Import offers from Asia, mostly for February shipments, though somewhat decreased, are of almost no interest in Turkey, at least for now. Malaysia and Indonesia are at $500-510/mt CFR this week, down around $5-15/mt depending on the supplier, while China is at $480-490/mt CFR, sources report. At the end of last week, a deal for a 40,000-45,000 mt billet lot was reportedly booked at $485/mt CFR and, despite the absence of full confirmation, it is mostly believed to have actually been done. Ex-Ukraine billet is offered in Turkey this week at $510/mt CFR, according to several market sources, while in Egypt a large lot was sold at below $515/mt CFR effective, SteelOrbis has heard. Chinese offers in Egypt have been reported this week at $510-515/mt CFR effective, down from $520/mt CFR last week.

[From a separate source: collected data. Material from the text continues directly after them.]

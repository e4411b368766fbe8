#![forbid(unsafe_code)]

//! Host-driven runtime.
//!
//! [`ModalRuntime`] owns the shared [`Stage`], a single-threaded executor,
//! the call queue and the key registry. The host drives it explicitly:
//!
//! - [`ModalRuntime::dispatch`] delivers a host event (transition end,
//!   focus, key, click, pointer) and runs whatever became ready.
//! - [`ModalRuntime::advance`] moves timer time forward (call gaps,
//!   animation pause timeouts) and runs whatever became ready.
//! - [`ModalRuntime::run_until_stalled`] runs ready work without new input.
//!
//! Nothing runs in the background; between host calls the runtime is inert.

use std::cell::RefCell;
use std::time::Duration;

use futures::executor::LocalPool;
use sheets_core::{Clock, Dom, DomEvent, ModalError, NodeId, Timers};
use sheets_modal::{
    CallOptions, ConfigError, ModalAction, ModalConfig, ModalInstance, SheetRenderer, Stage,
};

use crate::config::RuntimeConfig;
use crate::handle::ModalHandle;
use crate::queue::CallQueue;
use crate::registry::{DEFAULT_KEY, ModalRegistry};

/// Registry, call queue and executor for one document.
pub struct ModalRuntime {
    stage: Stage,
    pool: RefCell<LocalPool>,
    queue: CallQueue,
    registry: RefCell<ModalRegistry>,
}

impl std::fmt::Debug for ModalRuntime {
    fn fmt(&self, f: &mut std::fmt::Formatter<'_>) -> std::fmt::Result {
        f.debug_struct("ModalRuntime")
            .field("keys", &self.keys())
            .field("queue", &self.queue)
            .field("now", &self.now())
            .finish()
    }
}

impl ModalRuntime {
    pub fn new(dom: impl Dom + 'static, config: RuntimeConfig) -> Self {
        let timers = Timers::new();
        let stage = Stage::with_timers(dom, timers.clone());
        let pool = LocalPool::new();
        let queue = CallQueue::new(pool.spawner(), timers, config);
        Self {
            stage,
            pool: RefCell::new(pool),
            queue,
            registry: RefCell::new(ModalRegistry::new()),
        }
    }

    pub fn stage(&self) -> &Stage {
        &self.stage
    }

    pub fn config(&self) -> RuntimeConfig {
        self.queue.config()
    }

    /// Run `f` with the host tree.
    pub fn with_dom<R>(&self, f: impl FnOnce(&mut dyn Dom) -> R) -> R {
        self.stage.with_dom(f)
    }

    // --- Binding ---

    /// Bind a new instance to `key`, replacing (and tearing down) any
    /// instance bound before.
    pub fn bind(
        &self,
        key: &str,
        config: ModalConfig,
        renderer: impl SheetRenderer + 'static,
    ) -> Result<ModalHandle, ConfigError> {
        let config = config.validated()?;
        let slot = self.registry.borrow_mut().slot(key);
        let instance = ModalInstance::new(&self.stage, config, renderer);
        tracing::debug!(target: "sheets.queue", key, instance = %instance.id(), "modal bound");
        if let Some(previous) = slot.replace(instance) {
            tracing::debug!(
                target: "sheets.queue",
                key,
                instance = %previous.id(),
                "replaced bound modal"
            );
            previous.teardown();
            self.run_until_stalled();
        }
        Ok(ModalHandle::new(key, slot, self.queue.clone()))
    }

    /// Tear down the instance bound to `key`. Returns whether one was bound.
    pub fn unbind(&self, key: &str) -> bool {
        let taken = {
            let mut registry = self.registry.borrow_mut();
            let taken = registry.is_bound(key).then(|| registry.slot(key).take());
            registry.prune();
            taken.flatten()
        };
        let Some(instance) = taken else {
            return false;
        };
        instance.teardown();
        tracing::debug!(target: "sheets.queue", key, instance = %instance.id(), "modal unbound");
        self.run_until_stalled();
        self.registry.borrow_mut().prune();
        true
    }

    /// Queued facade for `key`. Works whether or not `key` is bound yet.
    pub fn get_modal(&self, key: &str) -> ModalHandle {
        let slot = {
            let mut registry = self.registry.borrow_mut();
            registry.prune();
            registry.slot(key)
        };
        ModalHandle::new(key, slot, self.queue.clone())
    }

    /// Facade for [`DEFAULT_KEY`].
    pub fn default_modal(&self) -> ModalHandle {
        self.get_modal(DEFAULT_KEY)
    }

    /// The instance bound to `key`.
    pub fn instance(&self, key: &str) -> Option<ModalInstance> {
        self.registry.borrow().get(key)
    }

    /// Bound keys, sorted.
    pub fn keys(&self) -> Vec<String> {
        self.registry.borrow().keys()
    }

    /// Keys the registry tracks: bound ones plus unbound ones a live
    /// handle still refers to.
    pub fn slot_count(&self) -> usize {
        self.registry.borrow().len()
    }

    // --- Errors ---

    /// Deliver failures of queued calls to `handler` instead of the caller.
    pub fn set_error_handler(&self, handler: impl Fn(&ModalError) + 'static) {
        self.queue.set_error_handler(handler);
    }

    pub fn clear_error_handler(&self) -> bool {
        self.queue.clear_error_handler()
    }

    // --- Driving ---

    /// Deliver a host event to every bound instance.
    ///
    /// Input actions (Escape, overlay click, closing drag) are queued like
    /// any other call; callback actions run immediately. Returns the number
    /// of actions triggered.
    pub fn dispatch(&self, event: &DomEvent) -> usize {
        let bound = self.registry.borrow().bound();
        let mut triggered = 0;
        for (key, instance) in bound {
            if let Some(action) = instance.dispatch(event) {
                triggered += 1;
                self.perform(&key, action);
            }
        }
        self.run_until_stalled();
        triggered
    }

    /// Advance timer time by `dt` and run what became ready.
    pub fn advance(&self, dt: Duration) {
        let timers = self.stage.timers();
        timers.advance_to(timers.now().saturating_add(dt));
        self.run_until_stalled();
    }

    /// Advance timer time to `clock`'s reading.
    pub fn sync_clock(&self, clock: &dyn Clock) {
        self.stage.timers().advance_to(clock.now());
        self.run_until_stalled();
    }

    pub fn now(&self) -> Duration {
        self.stage.timers().now()
    }

    /// Run every task that can make progress.
    pub fn run_until_stalled(&self) {
        match self.pool.try_borrow_mut() {
            Ok(mut pool) => pool.run_until_stalled(),
            Err(_) => {
                tracing::trace!(target: "sheets.queue", "re-entrant run ignored");
            }
        }
    }

    /// Whether no queued call is waiting or running.
    pub fn is_idle(&self) -> bool {
        self.queue.is_idle()
    }

    /// Elements whose transition any bound instance is waiting for.
    pub fn pending_transitions(&self) -> Vec<NodeId> {
        self.registry
            .borrow()
            .bound()
            .into_iter()
            .flat_map(|(_, instance)| instance.pending_transitions())
            .collect()
    }

    fn perform(&self, key: &str, action: ModalAction) {
        tracing::debug!(target: "sheets.queue", key, action = action.name(), "input action");
        let handle = self.get_modal(key);
        let options = CallOptions::new();
        match action {
            ModalAction::None => {}
            ModalAction::Pop => {
                let _ = handle.pop(options);
            }
            ModalAction::Empty => {
                let _ = handle.empty(options);
            }
            ModalAction::Hide => {
                let _ = handle.hide(options);
            }
            ModalAction::Back => {
                let _ = handle.back(options);
            }
            ModalAction::Next => {
                let _ = handle.next(options);
            }
            ModalAction::Callback(callback) => callback(),
        }
    }
}
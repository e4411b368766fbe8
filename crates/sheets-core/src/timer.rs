#![forbid(unsafe_code)]

//! Host-advanced timers.
//!
//! [`Timers`] keeps its own notion of "now", which only moves when the host
//! calls [`Timers::advance_to`]. [`Sleep`] futures complete once that time
//! reaches their deadline.
//!
//! # Invariants
//!
//! - `now()` is monotonic; advancing to an earlier time is a no-op.
//! - Every sleeper whose deadline is `<= now()` is woken by the advance that
//!   crossed it.
//! - A `Sleep` that is dropped before firing leaves no waker behind.

use std::cell::RefCell;
use std::future::Future;
use std::pin::Pin;
use std::rc::Rc;
use std::task::{Context, Poll, Waker};
use std::time::Duration;

#[derive(Debug, Default)]
struct TimerState {
    now: Duration,
    next_id: u64,
    sleepers: Vec<(u64, Duration, Waker)>,
}

/// Shared timer wheel. Clones share state.
#[derive(Debug, Clone, Default)]
pub struct Timers {
    state: Rc<RefCell<TimerState>>,
}

impl Timers {
    /// Create a timer set starting at zero.
    #[must_use]
    pub fn new() -> Self {
        Self::default()
    }

    /// Current timer time.
    pub fn now(&self) -> Duration {
        self.state.borrow().now
    }

    /// Number of sleepers still waiting.
    pub fn pending(&self) -> usize {
        self.state.borrow().sleepers.len()
    }

    /// Earliest deadline among waiting sleepers.
    pub fn next_deadline(&self) -> Option<Duration> {
        self.state.borrow().sleepers.iter().map(|s| s.1).min()
    }

    /// Move time forward, waking every sleeper that became due.
    ///
    /// Returns the number of sleepers woken.
    pub fn advance_to(&self, now: Duration) -> usize {
        let due: Vec<Waker> = {
            let mut state = self.state.borrow_mut();
            if now > state.now {
                state.now = now;
            }
            let current = state.now;
            let mut due = Vec::new();
            state.sleepers.retain(|(_, deadline, waker)| {
                if *deadline <= current {
                    due.push(waker.clone());
                    false
                } else {
                    true
                }
            });
            due
        };
        let woken = due.len();
        if woken > 0 {
            tracing::trace!(target: "sheets.host", now = ?now, woken, "timers fired");
        }
        for waker in due {
            waker.wake();
        }
        woken
    }

    /// Sleep until the timer time reaches `deadline`.
    pub fn sleep_until(&self, deadline: Duration) -> Sleep {
        let id = {
            let mut state = self.state.borrow_mut();
            state.next_id += 1;
            state.next_id
        };
        Sleep {
            timers: self.clone(),
            id,
            deadline,
        }
    }

    /// Sleep for `duration` from the current timer time.
    pub fn sleep(&self, duration: Duration) -> Sleep {
        self.sleep_until(self.now().saturating_add(duration))
    }
}

/// Future completing at a timer deadline.
#[derive(Debug)]
#[must_use = "futures do nothing unless polled"]
pub struct Sleep {
    timers: Timers,
    id: u64,
    deadline: Duration,
}

impl Sleep {
    /// The deadline this sleep waits for.
    pub fn deadline(&self) -> Duration {
        self.deadline
    }
}

impl Future for Sleep {
    type Output = ();

    fn poll(self: Pin<&mut Self>, cx: &mut Context<'_>) -> Poll<()> {
        let mut state = self.timers.state.borrow_mut();
        if state.now >= self.deadline {
            return Poll::Ready(());
        }
        match state.sleepers.iter_mut().find(|s| s.0 == self.id) {
            Some(entry) => entry.2.clone_from(cx.waker()),
            None => state
                .sleepers
                .push((self.id, self.deadline, cx.waker().clone())),
        }
        Poll::Pending
    }
}

impl Drop for Sleep {
    fn drop(&mut self) {
        if let Ok(mut state) = self.timers.state.try_borrow_mut() {
            state.sleepers.retain(|s| s.0 != self.id);
        }
    }
}

#[cfg(test)]
mod tests {
    use super::*;
    use futures::FutureExt;

    #[test]
    fn sleep_completes_after_advance() {
        let timers = Timers::new();
        let mut sleep = timers.sleep(Duration::from_millis(10));
        assert!((&mut sleep).now_or_never().is_none());
        assert_eq!(timers.pending(), 1);

        timers.advance_to(Duration::from_millis(5));
        assert!((&mut sleep).now_or_never().is_none());

        assert_eq!(timers.advance_to(Duration::from_millis(10)), 1);
        assert!(sleep.now_or_never().is_some());
        assert_eq!(timers.pending(), 0);
    }

    #[test]
    fn zero_sleep_is_immediately_ready() {
        let timers = Timers::new();
        assert!(timers.sleep(Duration::ZERO).now_or_never().is_some());
    }

    #[test]
    fn time_is_monotonic() {
        let timers = Timers::new();
        timers.advance_to(Duration::from_millis(30));
        timers.advance_to(Duration::from_millis(10));
        assert_eq!(timers.now(), Duration::from_millis(30));
    }

    #[test]
    fn dropped_sleep_deregisters() {
        let timers = Timers::new();
        let mut sleep = timers.sleep(Duration::from_millis(10));
        assert!((&mut sleep).now_or_never().is_none());
        assert_eq!(timers.next_deadline(), Some(Duration::from_millis(10)));
        drop(sleep);
        assert_eq!(timers.pending(), 0);
        assert_eq!(timers.next_deadline(), None);
    }
}
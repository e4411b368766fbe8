#![forbid(unsafe_code)]

//! Host events delivered to the overlay engine.
//!
//! Every event carries the node it was dispatched on (`target`). Listeners
//! decide for themselves whether a bubbled event from a descendant is
//! relevant; transition listeners, for instance, only accept events whose
//! target is exactly the element they observe.

use std::time::Duration;

use crate::dom::NodeId;

/// Keyboard keys the engine reacts to.
#[derive(Debug, Clone, PartialEq, Eq)]
#[cfg_attr(feature = "serde", derive(serde::Serialize, serde::Deserialize))]
pub enum Key {
    Escape,
    Tab,
    Enter,
    /// Any other key, by its DOM `key` value.
    Other(String),
}

/// Phase of a pointer/touch interaction.
#[derive(Debug, Clone, Copy, PartialEq, Eq)]
#[cfg_attr(feature = "serde", derive(serde::Serialize, serde::Deserialize))]
pub enum PointerPhase {
    Down,
    Move,
    Up,
    Cancel,
}

/// Pointer/touch sample along the vertical axis.
#[derive(Debug, Clone, Copy, PartialEq)]
#[cfg_attr(feature = "serde", derive(serde::Serialize, serde::Deserialize))]
pub struct PointerEvent {
    pub phase: PointerPhase,
    pub target: NodeId,
    /// Client Y coordinate in CSS pixels.
    pub y: f64,
    /// Host timestamp of the sample.
    pub time: Duration,
}

impl PointerEvent {
    /// Create a pointer sample.
    pub const fn new(phase: PointerPhase, target: NodeId, y: f64, time: Duration) -> Self {
        Self {
            phase,
            target,
            y,
            time,
        }
    }
}

/// An event observed by the host document.
#[derive(Debug, Clone, PartialEq)]
#[cfg_attr(feature = "serde", derive(serde::Serialize, serde::Deserialize))]
pub enum DomEvent {
    /// A CSS transition finished on `target`.
    TransitionEnd { target: NodeId },
    /// A CSS transition was canceled on `target`.
    TransitionCancel { target: NodeId },
    /// Focus moved to `target`.
    FocusIn { target: NodeId },
    /// A key was pressed while `target` (or the document) had focus.
    KeyDown { key: Key, target: Option<NodeId> },
    /// A primary-button click on `target`.
    Click { target: NodeId },
    /// Pointer/touch movement.
    Pointer(PointerEvent),
}

impl DomEvent {
    /// The node the event was dispatched on, if any.
    pub fn target(&self) -> Option<NodeId> {
        match self {
            Self::TransitionEnd { target }
            | Self::TransitionCancel { target }
            | Self::FocusIn { target }
            | Self::Click { target } => Some(*target),
            Self::KeyDown { target, .. } => *target,
            Self::Pointer(p) => Some(p.target),
        }
    }

    /// Whether this event signals the end (or cancellation) of a transition.
    #[inline]
    pub fn is_transition_finish(&self) -> bool {
        matches!(
            self,
            Self::TransitionEnd { .. } | Self::TransitionCancel { .. }
        )
    }
}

The latest small-volume deals for January shipment billets from Russia have been done at $460/mt CFR, translating to around $440/mt FOB Black Sea or slightly below, while last week the tradable level was at least $10-15/mt higher. “But bids for big lots have already been at $440-450/mt CFR. The Ruble/US dollar rate has gone crazily low and scrap is going down,” a Turkish trader said. On November 28, the ruble depreciated to $1 = RUB 109, from $1 = RUB 100 last week.

A number of market sources have confirmed that the current workable price for ex-Russia billet for medium and small lots, considering the fall in scrap and recent sales in the local market, is at $450-455/mt CFR Turkey at the highest, which is equivalent to $430-435/mt FOB.

“Next week it [Russian billet price] will be at $430-440/mt CFR TBS [Turkish Black Sea],” a Turkish mill said, adding that mills have already being giving firm bids at this level. There has been talk in the market that a main Russian mill has already accepted a bid at $430/mt CFR, but this has not been confirmed by the time of publication.

The SteelOrbis reference price for ex-Russia billet has settled at $430-435/mt FOB Black Sea, falling by $20/mt over the past week. The lower levels at $420-425/mt FOB have not been included in the reference price range yet, with no confirmation of a deal and the resistance of other Russian sellers to go below $430/mt FOB for now.